The bill was sponsored and introduced last February by Sen. Nicholas Scutari, D-Union, the Judiciary Committee Chairman. Now that the committee has recommended passage of this law it will go to the full senate for a vote. The bill expands the wrongful death act and would allow recovery for: emotional pain and suffering, loss of companionship, mental anguish and loss of society. The bill must pass both houses of the NJ Legislature and then be signed by the governor before becoming law.
The current law in New Jersey only allows awards for damages relating to economic loss. This restriction on damages is especially unjust for the surviving family members when there is no financial loss such as the death of a small child.

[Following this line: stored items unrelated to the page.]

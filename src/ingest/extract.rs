//! Text → entities and edges, run once per raw event during a drain.
//!
//! Extraction must be safe to retry: the graph upsert is idempotent per
//! episode source, so re-running an extractor over the same event never
//! duplicates anything.

use async_trait::async_trait;
use reqwest::StatusCode;
use serde_json::json;
use std::sync::Arc;
use std::time::Duration;

use crate::config::IngestConfig;
use crate::error::{LayerError, Result};
use crate::layers::graph::backend::{ExtractedEdge, ExtractedEntity, Extraction};
use crate::layers::graph::entities::EntityExtractor;
use crate::layers::{truncate_preview, LayerKind};

/// Text any working extractor handles quickly.
const HEALTH_TEXT: &str = "Ada met Grace.";

#[async_trait]
pub trait Extractor: Send + Sync {
    async fn extract(&self, text: &str) -> Result<Extraction>;

    /// Whether the extractor is up at all. A drain asks this after one event
    /// fails as `Unavailable`, to tell an outage from a single bad input.
    async fn health_check(&self) -> Result<()> {
        self.extract(HEALTH_TEXT).await.map(|_| ())
    }
}

/// Build the configured extractor (`heuristic` or `remote`).
pub fn create_extractor(config: &IngestConfig, entities: Arc<dyn EntityExtractor>) -> Result<Arc<dyn Extractor>> {
    match config.extractor.as_str() {
        "heuristic" => Ok(Arc::new(HeuristicExtractor::new(entities))),
        "remote" => Ok(Arc::new(RemoteExtractor::new(&config.extractor_url)?)),
        other => Err(LayerError::InvalidInput(format!("unknown extractor: {other}"))),
    }
}

const MAX_ENTITIES: usize = 6;
const CO_MENTION: &str = "mentioned_with";
const MAX_FACT_CHARS: usize = 240;

/// No-model extractor: candidate entities from [`EntityExtractor`] and a
/// `mentioned_with` edge for every pair that appears in the same text.
pub struct HeuristicExtractor {
    entities: Arc<dyn EntityExtractor>,
}

impl HeuristicExtractor {
    pub fn new(entities: Arc<dyn EntityExtractor>) -> Self {
        Self { entities }
    }
}

/// The first sentence mentioning both names, else the whole text.
fn co_mention_fact(text: &str, a: &str, b: &str) -> String {
    let (a, b) = (a.to_lowercase(), b.to_lowercase());
    let sentence = text
        .split(['.', '!', '?', '\n'])
        .map(str::trim)
        .find(|s| {
            let lower = s.to_lowercase();
            lower.contains(&a) && lower.contains(&b)
        })
        .unwrap_or(text.trim());
    truncate_preview(sentence, MAX_FACT_CHARS)
}

#[async_trait]
impl Extractor for HeuristicExtractor {
    async fn extract(&self, text: &str) -> Result<Extraction> {
        let candidates = self.entities.candidates(&[text.to_string()], MAX_ENTITIES);
        let entities: Vec<ExtractedEntity> = candidates
            .iter()
            .map(|c| ExtractedEntity {
                name: c.name.clone(),
                label: c.kind.label().to_string(),
                summary: None,
            })
            .collect();

        let mut edges = Vec::new();
        for (i, a) in candidates.iter().enumerate() {
            for b in &candidates[i + 1..] {
                edges.push(ExtractedEdge {
                    source: a.name.clone(),
                    target: b.name.clone(),
                    relation: CO_MENTION.to_string(),
                    fact: co_mention_fact(text, &a.name, &b.name),
                    valid_at: None,
                    invalid_at: None,
                });
            }
        }
        Ok(Extraction { entities, edges })
    }
}

/// Delegates to an HTTP extraction service: `POST {"text": ...}` → [`Extraction`].
pub struct RemoteExtractor {
    client: reqwest::Client,
    url: String,
}

impl RemoteExtractor {
    pub fn new(url: &str) -> Result<Self> {
        let client = reqwest::Client::builder()
            .timeout(Duration::from_secs(30))
            .build()
            .map_err(|e| LayerError::Internal(format!("failed to build HTTP client: {e}")))?;
        Ok(Self {
            client,
            url: url.to_string(),
        })
    }
}

#[async_trait]
impl Extractor for RemoteExtractor {
    async fn extract(&self, text: &str) -> Result<Extraction> {
        let resp = self
            .client
            .post(&self.url)
            .json(&json!({ "text": text }))
            .send()
            .await
            .map_err(|e| {
                if e.is_connect() || e.is_timeout() {
                    LayerError::unavailable(LayerKind::Graph, format!("extractor unreachable: {e}"))
                } else {
                    LayerError::Extraction(e.to_string())
                }
            })?;
        let status = resp.status();
        if status.is_server_error() || status == StatusCode::TOO_MANY_REQUESTS {
            return Err(LayerError::unavailable(
                LayerKind::Graph,
                format!("extractor returned {status}"),
            ));
        }
        if !status.is_success() {
            return Err(LayerError::Extraction(format!("extractor returned {status}")));
        }
        resp.json::<Extraction>()
            .await
            .map_err(|e| LayerError::Extraction(format!("bad extractor response: {e}")))
    }
}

While there was no oral testimony on this bill, written statements were required by both the bill supporters and opponents.
Groups that support the bill included, the New Jersey Association for Justice, which urged for passage of the bill with NJAJ President Eric Kahn stating that: “What is the life of a child, a stay-at-home spouse or an elderly person wrongfully killed by the actions or negligence of another worth?”. “In the State of New Jersey the answer is zero. This is not fair. This is not just. It is wrong.” “New Jersey’s Wrongful Death Act is an antiquated effort to value the life of a decedent solely in terms of pecuniary or economic loss. This statutory scheme has been the subject of public and judicial criticism for many years,” said Kahn, of Springfield’s Javerbaum Wurgaft Hicks Kahn Wikstrom & Sinins. “The current law limits the value of our citizens to their economic earning capacity when they die, due to the neglect, fault or abuse of a civil wrongdoer,” Kahn said. “In simple terms, that means that the lives of those with little or no income or earning capacity are worth less than people who are employed.”

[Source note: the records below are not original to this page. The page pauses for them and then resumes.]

//! OpenAI-compatible `/embeddings` client.

use anyhow::{Context, Result};
use async_trait::async_trait;
use serde::{Deserialize, Serialize};
use std::time::Duration;

use super::{l2_normalize, EmbeddingProvider, EMBEDDING_DIM};

pub struct RemoteEmbeddingProvider {
    client: reqwest::Client,
    url: String,
    model: String,
}

#[derive(Serialize)]
struct EmbeddingRequest<'a> {
    model: &'a str,
    input: &'a str,
}

#[derive(Deserialize)]
struct EmbeddingResponse {
    data: Vec<EmbeddingData>,
}

#[derive(Deserialize)]
struct EmbeddingData {
    embedding: Vec<f32>,
}

impl RemoteEmbeddingProvider {
    pub fn new(url: &str, model: &str) -> Result<Self> {
        let client = reqwest::Client::builder()
            .timeout(Duration::from_secs(10))
            .build()
            .context("failed to build embedding http client")?;
        Ok(Self {
            client,
            url: url.to_string(),
            model: model.to_string(),
        })
    }
}

#[async_trait]
impl EmbeddingProvider for RemoteEmbeddingProvider {
    async fn embed(&self, text: &str) -> Result<Vec<f32>> {
        let response = self
            .client
            .post(&self.url)
            .json(&EmbeddingRequest {
                model: &self.model,
                input: text,
            })
            .send()
            .await
            .with_context(|| format!("embedding request to {} failed", self.url))?;

        anyhow::ensure!(
            response.status().is_success(),
            "embedding endpoint returned HTTP {}",
            response.status()
        );

        let body: EmbeddingResponse = response.json().await.context("bad embedding response")?;
        let mut embedding = body
            .data
            .into_iter()
            .next()
            .map(|d| d.embedding)
            .context("embedding response had no data")?;

        anyhow::ensure!(
            embedding.len() == EMBEDDING_DIM,
            "embedding model {} returned {} dimensions, expected {EMBEDDING_DIM}",
            self.model,
            embedding.len()
        );
        l2_normalize(&mut embedding);
        Ok(embedding)
    }

    fn model_id(&self) -> String {
        format!("remote:{}", self.model)
    }
}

Groups that opposed the bill included a variety of insurance companies as well as groups connected to the insurance industry. The bill’s opponents state that the existing act provides compensation for all aspects of loss.
A tort-reform group, the New Jersey Civil Justice Institute, opposed the bill issuing this statement from the institute’s president and chief counsel, Alida Kass.: “The existing [act] works well and already provides for fair and predictable compensation. Changing the scope of wrongful death remedies to include purely emotional damages, like mental anguish and pain and suffering, would introduce considerable uncertainty, making cases more difficult to settle, and imposing significant new risk and increased insurance premiums on all New Jersey residents,”. “[T]he existing methodology also ensures clarity and certainty—the approach is well-established and honed through years of developing case law,” Kass said. “And by taking the purely emotional aspects out of the calculation, the methodology permits the ready valuation of cases, which is essential to reaching settlements. “Changing the rules to permit awards for what is essentially unquantifiable would undo that fairness and predictability,” she said.

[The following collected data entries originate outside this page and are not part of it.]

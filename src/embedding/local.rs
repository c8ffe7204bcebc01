//! Local ONNX Runtime embedding provider.
//!
//! Runs a sentence-transformers export (all-MiniLM-L6-v2 by default) through
//! `ort`: tokenization, inference, attention-masked mean pooling, then L2
//! normalization. Inference is CPU-bound, so [`EmbeddingProvider::embed`] hops
//! onto the blocking pool.

use std::path::PathBuf;
use std::sync::{Arc, Mutex};

use anyhow::{Context, Result};
use async_trait::async_trait;
use ndarray::{Array1, ArrayView2, ArrayView3, Axis};
use ort::session::Session;
use ort::value::Tensor;
use tokenizers::Tokenizer;

use super::{l2_normalize, EmbeddingProvider, EMBEDDING_DIM};
use crate::config::{expand_tilde, EmbeddingConfig};

/// all-MiniLM-L6-v2 was trained at 256 tokens.
const MAX_SEQ_LEN: usize = 256;

/// Where `strata model download` puts the model and tokenizer for `config`.
pub fn model_files(config: &EmbeddingConfig) -> (PathBuf, PathBuf) {
    let dir = expand_tilde(&config.cache_dir);
    (dir.join("model.onnx"), dir.join("tokenizer.json"))
}

struct OnnxModel {
    session: Mutex<Session>,
    tokenizer: Tokenizer,
}

// Tokenizer is Send + Sync; the session is only touched behind the mutex.
unsafe impl Send for OnnxModel {}
unsafe impl Sync for OnnxModel {}

pub struct LocalEmbeddingProvider {
    model: Arc<OnnxModel>,
    name: String,
}

impl LocalEmbeddingProvider {
    pub fn new(config: &EmbeddingConfig) -> Result<Self> {
        let (model_path, tokenizer_path) = model_files(config);
        anyhow::ensure!(
            model_path.exists(),
            "ONNX model not found at {}. Run `strata model download` first.",
            model_path.display()
        );
        anyhow::ensure!(
            tokenizer_path.exists(),
            "Tokenizer not found at {}. Run `strata model download` first.",
            tokenizer_path.display()
        );

        let session = Session::builder()?
            .with_optimization_level(ort::session::builder::GraphOptimizationLevel::Level3)?
            .with_intra_threads(4)?
            .commit_from_file(&model_path)
            .context("failed to load ONNX model")?;
        tracing::info!(model = %model_path.display(), "ONNX model loaded");

        let mut tokenizer = Tokenizer::from_file(&tokenizer_path)
            .map_err(|e| anyhow::anyhow!("failed to load tokenizer: {e}"))?;
        tokenizer
            .with_truncation(Some(tokenizers::TruncationParams {
                max_length: MAX_SEQ_LEN,
                ..Default::default()
            }))
            .map_err(|e| anyhow::anyhow!("failed to set truncation: {e}"))?;
        tokenizer.with_padding(Some(tokenizers::PaddingParams {
            strategy: tokenizers::PaddingStrategy::BatchLongest,
            ..Default::default()
        }));

        Ok(Self {
            model: Arc::new(OnnxModel {
                session: Mutex::new(session),
                tokenizer,
            }),
            name: config.model.clone(),
        })
    }
}

impl OnnxModel {
    fn embed_batch(&self, texts: &[&str]) -> Result<Vec<Vec<f32>>> {
        if texts.is_empty() {
            return Ok(Vec::new());
        }

        let encodings = self
            .tokenizer
            .encode_batch(texts.to_vec(), true)
            .map_err(|e| anyhow::anyhow!("tokenization failed: {e}"))?;
        let batch_size = encodings.len();
        let seq_len = encodings[0].get_ids().len();

        let mut input_ids = Vec::with_capacity(batch_size * seq_len);
        let mut attention_mask = Vec::with_capacity(batch_size * seq_len);
        for encoding in &encodings {
            input_ids.extend(encoding.get_ids().iter().map(|&id| id as i64));
            attention_mask.extend(encoding.get_attention_mask().iter().map(|&m| m as i64));
        }
        let mask_weights: Vec<f32> = attention_mask.iter().map(|&m| m as f32).collect();

        let shape = vec![batch_size as i64, seq_len as i64];
        let input_ids = Tensor::from_array((shape.clone(), input_ids.into_boxed_slice()))?;
        let mask_tensor = Tensor::from_array((shape.clone(), attention_mask.into_boxed_slice()))?;
        let token_type_ids =
            Tensor::from_array((shape, vec![0i64; batch_size * seq_len].into_boxed_slice()))?;

        let mut session = self
            .session
            .lock()
            .map_err(|e| anyhow::anyhow!("session lock poisoned: {e}"))?;
        let outputs = session.run(ort::inputs! {
            "input_ids" => input_ids,
            "attention_mask" => mask_tensor,
            "token_type_ids" => token_type_ids,
        })?;

        // Output naming differs between exports.
        let token_embeddings = outputs
            .get("token_embeddings")
            .or_else(|| outputs.get("last_hidden_state"))
            .unwrap_or_else(|| &outputs[0]);
        let (dims, data) = token_embeddings
            .try_extract_tensor::<f32>()
            .context("failed to extract token embeddings")?;
        let dims: &[i64] = &dims;
        anyhow::ensure!(
            dims.len() == 3 && dims[2] == EMBEDDING_DIM as i64,
            "unexpected token embedding shape {dims:?}, expected [batch, seq, {EMBEDDING_DIM}]"
        );

        let hidden = ArrayView3::from_shape((batch_size, dims[1] as usize, EMBEDDING_DIM), data)
            .context("token embeddings do not match their reported shape")?;
        let mask = ArrayView2::from_shape((batch_size, seq_len), mask_weights.as_slice())
            .context("attention mask does not match the batch")?;

        Ok(hidden
            .axis_iter(Axis(0))
            .zip(mask.axis_iter(Axis(0)))
            .map(|(tokens, weights)| mean_pool(tokens, weights))
            .collect())
    }
}

/// Attention-masked mean over token vectors, then unit length.
fn mean_pool(tokens: ArrayView2<'_, f32>, weights: ndarray::ArrayView1<'_, f32>) -> Vec<f32> {
    let mut pooled = Array1::<f32>::zeros(tokens.ncols());
    let mut count = 0.0f32;
    for (s, token) in tokens.axis_iter(Axis(0)).enumerate() {
        let w = weights.get(s).copied().unwrap_or(0.0);
        if w > 0.0 {
            pooled.scaled_add(w, &token);
            count += w;
        }
    }
    if count > 0.0 {
        pooled /= count;
    }
    let mut v = pooled.to_vec();
    l2_normalize(&mut v);
    v
}

#[async_trait]
impl EmbeddingProvider for LocalEmbeddingProvider {
    async fn embed(&self, text: &str) -> Result<Vec<f32>> {
        let model = Arc::clone(&self.model);
        let text = text.to_string();
        let mut batch = tokio::task::spawn_blocking(move || model.embed_batch(&[text.as_str()]))
            .await
            .context("embedding task failed")??;
        batch.pop().context("embedding batch came back empty")
    }

    fn model_id(&self) -> String {
        format!("local:{}", self.name)
    }
}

It should be noted that back in 2008, a similar bill died, even though the bill narrowly passed the Legislature, because Gov. Jon Corzine (Democrat) did not take any action on the bill before the legislative session ended.
As an attorney who has represented the families of relatives, killed due to the negligence of another, I can personally attest to how unfair the current law is. Under the current law a married banker with significant income, who is killed in a car crash is worth much more than an unemployed housewife who is killed in the same crash. Hopefully, this new law will rectify this injustice.